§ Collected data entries

======

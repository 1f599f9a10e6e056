//! Agent driver — the tool-invocation loop around the model endpoint.
//!
//! The model is an opaque external scheduler: it decides which tools to
//! call and in what order; this loop only guarantees that every exposed
//! operation is safe to call in any order, that tool failures come back
//! as structured outcomes instead of crashes, and that the whole run
//! stays inside one wall-clock bound.

use std::time::Duration;

use chrono::Utc;
use thiserror::Error;
use tokio::time::timeout;
use uuid::Uuid;

use mlc_protocol::{ErrorKind, RunOutcome};

use crate::config::Limits;
use crate::providers::{AgentMessage, ModelClient, ModelError, ToolResultMessage, ToolSpec};
use crate::registry::{Backends, ToolRegistry};

/// Hard cap on model turns so a looping model cannot run unbounded.
const MAX_TURNS: u32 = 64;

#[derive(Debug, Error)]
pub enum DriverError {
    #[error(transparent)]
    Model(#[from] ModelError),

    /// The run exceeded its wall-clock bound. Partial workspace files
    /// are preserved, not rolled back.
    #[error("run exceeded the {secs}s wall-clock bound")]
    Timeout { secs: u64 },

    #[error("run exceeded {turns} model turns without a final report")]
    TurnLimit { turns: u32 },
}

/// Drives one deep-analysis run: model turns, tool dispatch, retry and
/// timeout bounds, and the final `RunOutcome`.
pub struct AgentDriver {
    model: std::sync::Arc<dyn ModelClient>,
    registry: ToolRegistry,
    backends: Backends,
    system_prompt: String,
    provider: String,
    limits: Limits,
}

struct LoopResult {
    report: String,
    degraded_notes: Vec<String>,
    turns: u32,
    tool_calls: u32,
}

impl AgentDriver {
    pub fn new(
        model: std::sync::Arc<dyn ModelClient>,
        registry: ToolRegistry,
        backends: Backends,
        system_prompt: String,
        provider: impl Into<String>,
        limits: Limits,
    ) -> Self {
        Self {
            model,
            registry,
            backends,
            system_prompt,
            provider: provider.into(),
            limits,
        }
    }

    /// Run a query to completion under the configured wall-clock bound.
    ///
    /// The timeout always wins: expiry cancels any in-flight model call,
    /// tool call, or retry backoff.
    pub async fn run(&self, query: &str) -> Result<RunOutcome, DriverError> {
        let started_at = Utc::now();
        let start = tokio::time::Instant::now();
        let bound = Duration::from_secs(self.limits.run_timeout_secs);

        tracing::info!(
            provider = %self.provider,
            model_id = %self.model.model_id(),
            tool_count = self.registry.len(),
            "starting deep analysis run"
        );

        let result = match timeout(bound, self.run_loop(query)).await {
            Ok(inner) => inner?,
            Err(_) => {
                tracing::error!(
                    timeout_secs = self.limits.run_timeout_secs,
                    "run timed out; workspace state preserved"
                );
                return Err(DriverError::Timeout {
                    secs: self.limits.run_timeout_secs,
                });
            }
        };

        tracing::info!(
            turns = result.turns,
            tool_calls = result.tool_calls,
            "run completed"
        );
        Ok(RunOutcome {
            run_id: Uuid::now_v7(),
            query: query.to_string(),
            provider: self.provider.clone(),
            model_id: self.model.model_id().to_string(),
            report: result.report,
            degraded_notes: result.degraded_notes,
            turns: result.turns,
            tool_calls: result.tool_calls,
            started_at,
            duration_secs: start.elapsed().as_secs_f64(),
        })
    }

    async fn run_loop(&self, query: &str) -> Result<LoopResult, DriverError> {
        let specs = self.registry.specs();
        let mut messages = vec![AgentMessage::User(query.to_string())];
        let mut degraded_notes = Vec::new();
        let mut turns = 0u32;
        let mut tool_calls = 0u32;

        loop {
            if turns >= MAX_TURNS {
                return Err(DriverError::TurnLimit { turns });
            }
            let reply = self.converse_with_retry(&messages, &specs).await?;
            turns += 1;

            if reply.tool_calls.is_empty() {
                // Final answer.
                return Ok(LoopResult {
                    report: reply.text.unwrap_or_default(),
                    degraded_notes,
                    turns,
                    tool_calls,
                });
            }

            messages.push(AgentMessage::Assistant {
                text: reply.text.clone(),
                tool_calls: reply.tool_calls.clone(),
            });

            let mut results = Vec::with_capacity(reply.tool_calls.len());
            for call in &reply.tool_calls {
                tracing::debug!(tool = %call.name, "dispatching tool call");
                let outcome = self
                    .registry
                    .execute(&call.name, call.arguments.clone(), &self.backends)
                    .await;
                tool_calls += 1;
                if outcome.error_kind == Some(ErrorKind::Throttled) {
                    let note = format!(
                        "{}: degraded result after exhausting retries ({})",
                        call.name,
                        outcome.error.as_deref().unwrap_or("throttled")
                    );
                    tracing::warn!(tool = %call.name, "tool degraded by throttling");
                    degraded_notes.push(note);
                }
                results.push(ToolResultMessage {
                    call_id: call.id.clone(),
                    outcome,
                });
            }
            messages.push(AgentMessage::ToolResults(results));
        }
    }

    /// One model turn, retrying transient endpoint failures up to the
    /// driver-level bound with exponential backoff.
    async fn converse_with_retry(
        &self,
        messages: &[AgentMessage],
        specs: &[ToolSpec],
    ) -> Result<crate::providers::ModelReply, ModelError> {
        let max = self.limits.tool_error_retries.max(1);
        let mut attempt = 0u32;
        loop {
            match self
                .model
                .converse(&self.system_prompt, messages, specs)
                .await
            {
                Ok(reply) => return Ok(reply),
                Err(err) if err.is_retryable() && attempt + 1 < max => {
                    let delay = Duration::from_millis(500) * 2u32.saturating_pow(attempt);
                    tracing::warn!(
                        attempt = attempt + 1,
                        max_attempts = max,
                        error = %err,
                        "transient model error, backing off"
                    );
                    tokio::time::sleep(delay).await;
                    attempt += 1;
                }
                Err(err) => return Err(err),
            }
        }
    }
}

#[cfg(test)]
mod tests {
    use super::*;
    use std::sync::Arc;

    use mlc_aws_tools::{MockAwsApi, RetryPolicy};
    use mlc_search_tools::MockSearchApi;
    use mlc_workspace_tools::Sandbox;
    use serde_json::json;
    use tempfile::TempDir;

    use crate::providers::{ScriptedModel, ToolCall};

    fn driver_with(model: Arc<ScriptedModel>, dir: &TempDir, limits: Limits) -> AgentDriver {
        let backends = Backends {
            aws: Arc::new(MockAwsApi::with_ml_fixture()),
            search: Arc::new(MockSearchApi::with_pricing_hits()),
            sandbox: Sandbox::new(dir.path()).unwrap(),
            retry: RetryPolicy::default(),
        };
        AgentDriver::new(
            model,
            ToolRegistry::with_defaults(),
            backends,
            "You are an AWS ML cost analyst.".into(),
            "bedrock",
            limits,
        )
    }

    fn call(id: &str, name: &str, args: serde_json::Value) -> ToolCall {
        ToolCall {
            id: id.into(),
            name: name.into(),
            arguments: args,
        }
    }

    #[tokio::test]
    async fn immediate_report_completes_in_one_turn() {
        let model = Arc::new(ScriptedModel::new());
        model.push_text("# Executive Summary\nNothing to optimize.");
        let dir = TempDir::new().unwrap();
        let driver = driver_with(model.clone(), &dir, Limits::default());

        let outcome = driver.run("analyze my ML costs").await.unwrap();
        assert_eq!(outcome.turns, 1);
        assert_eq!(outcome.tool_calls, 0);
        assert!(outcome.report.contains("Executive Summary"));
        assert!(outcome.degraded_notes.is_empty());
    }

    #[tokio::test]
    async fn tool_calls_execute_and_feed_back() {
        let model = Arc::new(ScriptedModel::new());
        model.push_tool_calls(vec![
            call("c1", "list_endpoints", json!({})),
            call("c2", "write_file", json!({"path": "notes.md", "content": "21 endpoints"})),
        ]);
        model.push_text("# Report\n21 endpoints found.");
        let dir = TempDir::new().unwrap();
        let driver = driver_with(model.clone(), &dir, Limits::default());

        let outcome = driver.run("count endpoints").await.unwrap();
        assert_eq!(outcome.turns, 2);
        assert_eq!(outcome.tool_calls, 2);
        assert!(dir.path().join("notes.md").exists());
    }

    #[tokio::test]
    async fn tool_failures_do_not_crash_the_run() {
        let model = Arc::new(ScriptedModel::new());
        model.push_tool_calls(vec![call("c1", "no_such_tool", json!({}))]);
        model.push_text("# Report\nProceeded without that tool.");
        let dir = TempDir::new().unwrap();
        let driver = driver_with(model.clone(), &dir, Limits::default());

        let outcome = driver.run("q").await.unwrap();
        assert_eq!(outcome.tool_calls, 1);
        assert!(outcome.report.contains("Proceeded"));
    }

    #[tokio::test(start_paused = true)]
    async fn exhausted_tool_throttling_becomes_a_degraded_note() {
        let model = Arc::new(ScriptedModel::new());
        model.push_tool_calls(vec![call("c1", "list_dashboards", json!({}))]);
        model.push_text("# Report\nDashboards unavailable.");
        let dir = TempDir::new().unwrap();

        let aws = Arc::new(MockAwsApi::with_ml_fixture());
        aws.throttle_next(10); // outlasts the 3-attempt retry policy
        let backends = Backends {
            aws: aws.clone(),
            search: Arc::new(MockSearchApi::new()),
            sandbox: Sandbox::new(dir.path()).unwrap(),
            retry: RetryPolicy::default(),
        };
        let driver = AgentDriver::new(
            model,
            ToolRegistry::with_defaults(),
            backends,
            "prompt".into(),
            "bedrock",
            Limits::default(),
        );

        let outcome = driver.run("q").await.unwrap();
        assert_eq!(outcome.degraded_notes.len(), 1);
        assert!(outcome.degraded_notes[0].starts_with("list_dashboards:"));
        assert_eq!(aws.call_count("list_dashboards"), 3);
    }

    #[tokio::test(start_paused = true)]
    async fn transient_model_errors_are_retried() {
        let model = Arc::new(ScriptedModel::new());
        model.push_error(ModelError::Throttled {
            message: "busy".into(),
        });
        model.push_text("# Report\nDone.");
        let dir = TempDir::new().unwrap();
        let driver = driver_with(model.clone(), &dir, Limits::default());

        let outcome = driver.run("q").await.unwrap();
        assert_eq!(model.turn_count(), 2);
        assert_eq!(outcome.turns, 1);
    }

    #[tokio::test]
    async fn auth_failure_is_fatal_immediately() {
        let model = Arc::new(ScriptedModel::new());
        model.push_error(ModelError::Auth {
            message: "invalid credentials".into(),
        });
        let dir = TempDir::new().unwrap();
        let driver = driver_with(model.clone(), &dir, Limits::default());

        let err = driver.run("q").await.unwrap_err();
        assert!(matches!(err, DriverError::Model(ModelError::Auth { .. })));
        assert_eq!(model.turn_count(), 1);
    }

    #[tokio::test(start_paused = true)]
    async fn timeout_wins_over_in_flight_retries() {
        let model = Arc::new(ScriptedModel::new());
        // Endless retryable errors would keep the retry loop sleeping;
        // the zero-second run bound must cancel it.
        for _ in 0..10 {
            model.push_error(ModelError::Throttled {
                message: "busy".into(),
            });
        }
        let dir = TempDir::new().unwrap();
        let limits = Limits {
            run_timeout_secs: 0,
            ..Limits::default()
        };
        let driver = driver_with(model.clone(), &dir, limits);

        let err = driver.run("q").await.unwrap_err();
        assert!(matches!(err, DriverError::Timeout { secs: 0 }));
    }

    #[tokio::test]
    async fn empty_script_surfaces_model_error() {
        let model = Arc::new(ScriptedModel::new());
        let dir = TempDir::new().unwrap();
        let driver = driver_with(model.clone(), &dir, Limits::default());
        let err = driver.run("q").await.unwrap_err();
        assert!(matches!(err, DriverError::Model(ModelError::Api { .. })));
    }
}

======

§ Problem requirements
Your task is to reproduce the entries exactly, starting at the first line and ending with the line containing "use thiserror::Error;".

§ Answer for the task
repository 1f599f9a10e6e056
//! Agent driver — the tool-invocation loop around the model endpoint.
//!
//! The model is an opaque external scheduler: it decides which tools to
//! call and in what order; this loop only guarantees that every exposed
//! operation is safe to call in any order, that tool failures come back
//! as structured outcomes instead of crashes, and that the whole run
//! stays inside one wall-clock bound.

use std::time::Duration;

use chrono::Utc;
use thiserror::Error;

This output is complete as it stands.